It's like porn. I think, morally it's not a good thing. I have to admit to having viewed some. I wish it would go away, but I'll be damned if I will ever let the government try to make it go away. So too are guns. I own some, I know they can be used for evil, I know a lot people who are too stupid to own them and I hope they won't buy them. But I'll be damned if I am going to let the government take them away.

Tarn_Helm
12-17-2012, 4:55 PM
I have a fundamental question:

Why are we letting the gun control advocates control the narrative here?

Their entire approach has just been blown to kingdom come. The madman who took the lives of all those children blew through several of the very laws those same gun control advocates demanded. The very same laws that those gun control advocates pushed for blew up in their faces in spectacular and horrific fashion, including the very "assault weapons" ban they are calling for now.

The real world has utterly discredited them.


We should be on the offensive here. We should be discrediting the gun control advocates in front of those who are on the fence because it was the gun control advocates' own laws that failed utterly here. By all rights, they should be finished, because their entire approach has been shown to be completely ineffective.

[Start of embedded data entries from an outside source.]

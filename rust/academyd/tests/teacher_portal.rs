mod test_support;

use serde_json::json;
use test_support::{admin_session, create_student, create_teacher, Sidecar, ADMIN_PASSWORD, ADMIN_USER};

struct Roster {
    own_class: i64,
    other_class: i64,
    own_student: i64,
    other_student: i64,
}

fn seed(sidecar: &mut Sidecar) -> Roster {
    let kim = create_teacher(sidecar, "kim01", "kim-pw", "김선생");
    create_teacher(sidecar, "lee02", "lee-pw", "이선생");
    let own_student = create_student(sidecar, "민준", "mj@school.kr");
    let other_student = create_student(sidecar, "서윤", "sy@school.kr");
    let own = sidecar.ok(
        "admin.classes.create",
        json!({
            "className": "중등 수학",
            "teacher": { "id": kim },
            "students": [{ "id": own_student }],
            "todos": [
                { "title": "단원평가", "date": "2024-05-02" },
                { "title": "보강", "date": "2024-05-16" },
                { "title": "방학식", "date": "2024-07-19" },
            ],
        }),
    );
    let other = sidecar.ok(
        "admin.classes.create",
        json!({
            "className": "중등 영어",
            "teacher": { "teacherId": "lee02" },
            "students": [{ "id": other_student }],
        }),
    );
    Roster {
        own_class: own["classId"].as_i64().expect("class id"),
        other_class: other["classId"].as_i64().expect("class id"),
        own_student,
        other_student,
    }
}

#[test]
fn teachers_only_see_their_own_classes() {
    let (_workspace, mut sidecar) = admin_session(json!({}));
    let roster = seed(&mut sidecar);

    // Admins see everything through the portal.
    let all = sidecar.ok("teacher.classes.list", json!({}));
    assert_eq!(all["classes"].as_array().expect("classes").len(), 2);

    sidecar.token = None;
    sidecar.login("kim01", "kim-pw", "teacher");

    let me = sidecar.ok("teacher.me", json!({}));
    assert_eq!(me["teacherId"], json!("kim01"));
    assert_eq!(me["name"], json!("김선생"));

    let mine = sidecar.ok("teacher.classes.list", json!({}));
    let classes = mine["classes"].as_array().expect("classes");
    assert_eq!(classes.len(), 1);
    assert_eq!(classes[0]["classId"], json!(roster.own_class));

    sidecar.ok("teacher.classes.get", json!({ "classId": roster.own_class }));
    assert_eq!(
        sidecar.fail_code("teacher.classes.get", json!({ "classId": roster.other_class })),
        "not_found"
    );

    let students = sidecar.ok(
        "teacher.classes.students",
        json!({ "classId": roster.own_class }),
    );
    assert_eq!(students["students"][0]["id"], json!(roster.own_student));
    assert_eq!(students["students"][0]["email"], json!("mj@school.kr"));
    assert_eq!(
        sidecar.fail_code(
            "teacher.classes.students",
            json!({ "classId": roster.other_class })
        ),
        "not_found"
    );
}

#[test]
fn todos_by_month_group_days_and_marked_dates() {
    let (_workspace, mut sidecar) = admin_session(json!({}));
    let roster = seed(&mut sidecar);
    sidecar.token = None;
    sidecar.login("kim01", "kim-pw", "teacher");

    let may = sidecar.ok(
        "teacher.classes.todos",
        json!({ "classId": roster.own_class, "year": 2024, "month": 5 }),
    );
    assert_eq!(may["markedDates"], json!(["2024-05-02", "2024-05-16"]));
    assert_eq!(may["todos"].as_array().expect("todos").len(), 2);
    assert_eq!(may["days"]["2024-05-16"][0]["title"], json!("보강"));

    let empty = sidecar.ok(
        "teacher.classes.todos",
        json!({ "classId": roster.own_class, "year": 2024 }),
    );
    assert_eq!(empty, json!({ "todos": [], "days": {}, "markedDates": [] }));

    assert_eq!(
        sidecar.fail_code(
            "teacher.classes.todos",
            json!({ "classId": roster.own_class, "year": 2024, "month": 0 })
        ),
        "bad_params"
    );
}

#[test]
fn reports_are_stored_per_recipient_and_listed_newest_first() {
    let (_workspace, mut sidecar) = admin_session(json!({}));
    let roster = seed(&mut sidecar);
    sidecar.token = None;
    sidecar.login("kim01", "kim-pw", "teacher");

    let sent = sidecar.ok(
        "teacher.reports.send",
        json!({
            "common": { "subject": "5월 학습 안내", "content": "시험 범위 공지" },
            "recipients": [
                { "studentId": roster.own_student, "personalMessage": "잘하고 있어요" },
                { "studentId": 9999, "personalMessage": "없는 학생" },
            ],
        }),
    );
    assert_eq!(
        sent,
        json!({ "status": "success", "sentCommon": true, "sentIndividual": 1 })
    );

    let sent = sidecar.ok(
        "teacher.reports.send",
        json!({ "recipients": [{ "studentId": roster.own_student }] }),
    );
    assert_eq!(sent["sentCommon"], json!(false));
    assert_eq!(sent["sentIndividual"], json!(1));

    let list = sidecar.ok(
        "teacher.reports.list",
        json!({ "studentId": roster.own_student }),
    );
    let reports = list["reports"].as_array().expect("reports");
    assert_eq!(reports.len(), 2);
    assert!(reports[0]["id"].as_i64() > reports[1]["id"].as_i64());
    assert_eq!(reports[1]["common_subject"], json!("5월 학습 안내"));
    assert_eq!(reports[1]["personal_message"], json!("잘하고 있어요"));
    assert_eq!(reports[1]["student"]["name"], json!("민준"));

    // Reports for students outside the caller's classes stay hidden.
    sidecar.token = None;
    sidecar.login(ADMIN_USER, ADMIN_PASSWORD, "admin");
    sidecar.ok(
        "teacher.reports.send",
        json!({ "common": { "content": "영어반" }, "recipients": [{ "studentId": roster.other_student }] }),
    );
    let all = sidecar.ok("teacher.reports.list", json!({}));
    assert_eq!(all["reports"].as_array().expect("reports").len(), 3);

    sidecar.token = None;
    sidecar.login("kim01", "kim-pw", "teacher");
    let mine = sidecar.ok("teacher.reports.list", json!({}));
    assert_eq!(mine["reports"].as_array().expect("reports").len(), 2);
}

#[test]
fn admin_without_teacher_profile_gets_not_found_from_teacher_me() {
    let (_workspace, mut sidecar) = admin_session(json!({}));
    assert_eq!(sidecar.fail_code("teacher.me", json!({})), "not_found");
}
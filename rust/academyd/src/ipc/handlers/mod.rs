pub mod auth;
pub mod backup;
pub mod classes;
pub mod core;
pub mod fixtures;
pub mod portal;
pub mod students;
pub mod teachers;
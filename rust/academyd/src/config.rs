use anyhow::Context;
use serde::Deserialize;
use std::path::Path;

pub const CONFIG_FILE: &str = "academyd.json";
const MAX_ACCESS_TOKEN_TTL_MINUTES: i64 = 60 * 24 * 30;
const MAX_REFRESH_TOKEN_TTL_DAYS: i64 = 365;

#[derive(Debug, Clone, Deserialize, PartialEq, Eq)]
#[serde(rename_all = "camelCase")]
pub struct BootstrapAdmin {
    pub username: String,
    pub password: String,
}

/// Per-workspace daemon settings, read from `academyd.json` when a workspace is selected.
#[derive(Debug, Clone, Deserialize, PartialEq, Eq)]
#[serde(rename_all = "camelCase", default)]
pub struct Config {
    pub mock_data: bool,
    pub default_page_size: i64,
    pub access_token_ttl_minutes: i64,
    pub refresh_token_ttl_days: i64,
    pub password_iterations: u32,
    pub bootstrap_admin: Option<BootstrapAdmin>,
}

impl Default for Config {
    fn default() -> Self {
        Self {
            mock_data: false,
            default_page_size: 10,
            access_token_ttl_minutes: 60,
            refresh_token_ttl_days: 7,
            password_iterations: 10_000,
            bootstrap_admin: None,
        }
    }
}

impl Config {
    pub fn load(workspace: &Path) -> anyhow::Result<Self> {
        let path = workspace.join(CONFIG_FILE);
        let mut cfg = if path.is_file() {
            let text = std::fs::read_to_string(&path)
                .with_context(|| format!("failed to read {}", path.to_string_lossy()))?;
            Self::from_json(&text)
                .with_context(|| format!("invalid config {}", path.to_string_lossy()))?
        } else {
            Self::default()
        };
        cfg.apply_env(|k| std::env::var(k).ok());
        Ok(cfg.sanitized())
    }

    pub fn from_json(text: &str) -> anyhow::Result<Self> {
        if text.trim().is_empty() {
            return Ok(Self::default());
        }
        Ok(serde_json::from_str(text)?)
    }

    fn apply_env(&mut self, get: impl Fn(&str) -> Option<String>) {
        if let Some(v) = get("ACADEMYD_MOCK_DATA") {
            self.mock_data = matches!(v.trim().to_ascii_lowercase().as_str(), "1" | "true" | "yes");
        }
        let username = get("ACADEMYD_ADMIN_USERNAME");
        let password = get("ACADEMYD_ADMIN_PASSWORD");
        if let Some(password) = password.filter(|p| !p.is_empty()) {
            let username = username
                .map(|u| u.trim().to_string())
                .filter(|u| !u.is_empty())
                .unwrap_or_else(|| "admin".to_string());
            self.bootstrap_admin = Some(BootstrapAdmin { username, password });
        }
    }

    // Out-of-range values fall back to defaults instead of failing the workspace open.
    fn sanitized(mut self) -> Self {
        let d = Self::default();
        if self.default_page_size < 1 {
            self.default_page_size = d.default_page_size;
        }
        if !(1..=MAX_ACCESS_TOKEN_TTL_MINUTES).contains(&self.access_token_ttl_minutes) {
            self.access_token_ttl_minutes = d.access_token_ttl_minutes;
        }
        if !(1..=MAX_REFRESH_TOKEN_TTL_DAYS).contains(&self.refresh_token_ttl_days) {
            self.refresh_token_ttl_days = d.refresh_token_ttl_days;
        }
        if self.password_iterations == 0 {
            self.password_iterations = d.password_iterations;
        }
        self
    }
}
fn ensure_class(conn: &Connection, class_id: i64) -> Result<(), ApiError> {
    let exists: Option<i64> = conn
        .query_row("SELECT 1 FROM classes WHERE id = ?", [class_id], |r| r.get(0))
        .optional()?;
    if exists.is_none() {
        return Err(ApiError::not_found("class not found"));
    }
    Ok(())
}

fn handle_list(state: &mut AppState, _req: &Request) -> ApiResult {
    let conn = db_conn(state)?;
    let mut out = Vec::new();
    for id in class_ids(conn, None)? {
        if let Some(c) = class_json(conn, id)? {
            out.push(c);
        }
    }
    Ok(Value::Array(out))
}

fn handle_get(state: &mut AppState, req: &Request) -> ApiResult {
    let conn = db_conn(state)?;
    let class_id = required_i64(req, "classId")?;
    class_json(conn, class_id)?.ok_or_else(|| ApiError::not_found("class not found"))
}

fn handle_create(state: &mut AppState, req: &Request) -> ApiResult {
    let conn = db_conn(state)?;
    let class_name = class_name_param(req, true)?;
    let classroom = classroom_param(req)?.flatten();
    let days = days_param(req)?.unwrap_or_default();
    let students = student_ids_param(req)?.unwrap_or_default();
    let todos = todos_param(req)?.unwrap_or_default();
    let teacher_id = resolve_teacher(conn, &teacher_ref(req)?)?;

    let tx = conn
        .unchecked_transaction()
        .map_err(|e| ApiError::db("db_tx_failed", "classes", e))?;
    tx.execute(
        "INSERT INTO classes(class_name, teacher_id, class_time, classroom) VALUES(?, ?, ?, ?)",
        (&class_name, teacher_id, &days, &classroom),
    )
    .map_err(|e| ApiError::db("db_insert_failed", "classes", e))?;
    let class_id = tx.last_insert_rowid();
    link_students(&tx, class_id, &students)?;
    for t in &todos {
        insert_todo(&tx, class_id, t)?;
    }
    tx.commit()
        .map_err(|e| ApiError::db("db_commit_failed", "classes", e))?;

    tracing::info!(class_id, "class created");
    Ok(json!({ "message": "Class added successfully", "classId": class_id }))
}

fn handle_update(state: &mut AppState, req: &Request) -> ApiResult {
    let conn = db_conn(state)?;
    let class_id = required_i64(req, "classId")?;
    ensure_class(conn, class_id)?;

    let class_name = class_name_param(req, false)?;
    let classroom = classroom_param(req)?;
    let days = days_param(req)?;
    let students = student_ids_param(req)?;
    let todos = todos_param(req)?;
    let teacher = teacher_ref(req)?;
    let teacher_id = resolve_teacher(conn, &teacher)?;

    let tx = conn
        .unchecked_transaction()
        .map_err(|e| ApiError::db("db_tx_failed", "classes", e))?;
    match teacher {
        TeacherRef::Unchanged => {}
        TeacherRef::Clear => {
            tx.execute("UPDATE classes SET teacher_id = NULL WHERE id = ?", [class_id])
                .map_err(|e| ApiError::db("db_update_failed", "classes", e))?;
        }
        TeacherRef::ById(_) | TeacherRef::ByLogin(_) => {
            tx.execute(
                "UPDATE classes SET teacher_id = ? WHERE id = ?",
                (teacher_id, class_id),
            )
            .map_err(|e| ApiError::db("db_update_failed", "classes", e))?;
        }
    }
    if let Some(classroom) = &classroom {
        tx.execute(
            "UPDATE classes SET classroom = ? WHERE id = ?",
            (classroom, class_id),
        )
        .map_err(|e| ApiError::db("db_update_failed", "classes", e))?;
    }
    tx.execute(
        "UPDATE classes SET
           class_name = COALESCE(?, class_name),
           class_time = COALESCE(?, class_time)
         WHERE id = ?",
        (&class_name, &days, class_id),
    )
    .map_err(|e| ApiError::db("db_update_failed", "classes", e))?;

    if let Some(ids) = students {
        tx.execute(
            "UPDATE students SET class_id = NULL WHERE class_id = ?",
            [class_id],
        )
        .map_err(|e| ApiError::db("db_update_failed", "students", e))?;
        link_students(&tx, class_id, &ids)?;
    }
    if let Some(todos) = todos {
        merge_todos(&tx, class_id, todos)?;
    }
    tx.commit()
        .map_err(|e| ApiError::db("db_commit_failed", "classes", e))?;

    class_json(conn, class_id)?.ok_or_else(|| ApiError::not_found("class not found"))
}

Indeed, it's even worse than that for them, because it's the very laws and policies they insisted upon that prevented anyone from being able to mount an effective defense.

So why are we letting them control the narrative, when it is they who should be on the defensive?

Yep.

GFSZ are the problem, along with the need to reform HIPAA and FERPA.

PAWG (perp armed with gun) requires DAWG (defender[s] armed with gun) to take him/her out.

Not a "tazer."

Many teachers would be ready, willing and able to carry.

Every school should have armed security, whether private or public--that's just a cost of doing business prudently.

Lastly, we must control the narrative and cite sources in all "water cooler discussions."

:beatdeadhorse5:

kcbrown
12-17-2012, 5:12 PM
BTW, shame on the folks in this thread (including KCBrown especially)

Thanks. :D


who are more publicly worried about how suggesting one type of arm (Tasers are arm) will somehow make it difficult for us to carry guns in public. That sort of public statement is akin to someone saying as a first reaction to the CT shootings as "Here we go, Obama's gonna take our guns this time!!!"


My concern is not specifically that we will not be able to carry firearms in public because they are firearms, but rather that we will be somehow forced to carry something in public that is ineffective in that environment (or, more precisely, significantly less effective than firearms, which are the most effective tools for self-defense available). The bad guys will be carrying firearms no matter what we do, and that is part of the entire point here.

Believe me, if tasers were actually proven to be as effective as firearms in a self defense situation, I'd be advocating their use without fail, and I expect the same is true of most here.


No, it is effectiveness alone that concerns me. Someone with a taser going up against someone with a gun has a better chance than does someone without anything at all, but if the difference in that chance is very close to zero then we will lose credibility by suggesting it as an effective option.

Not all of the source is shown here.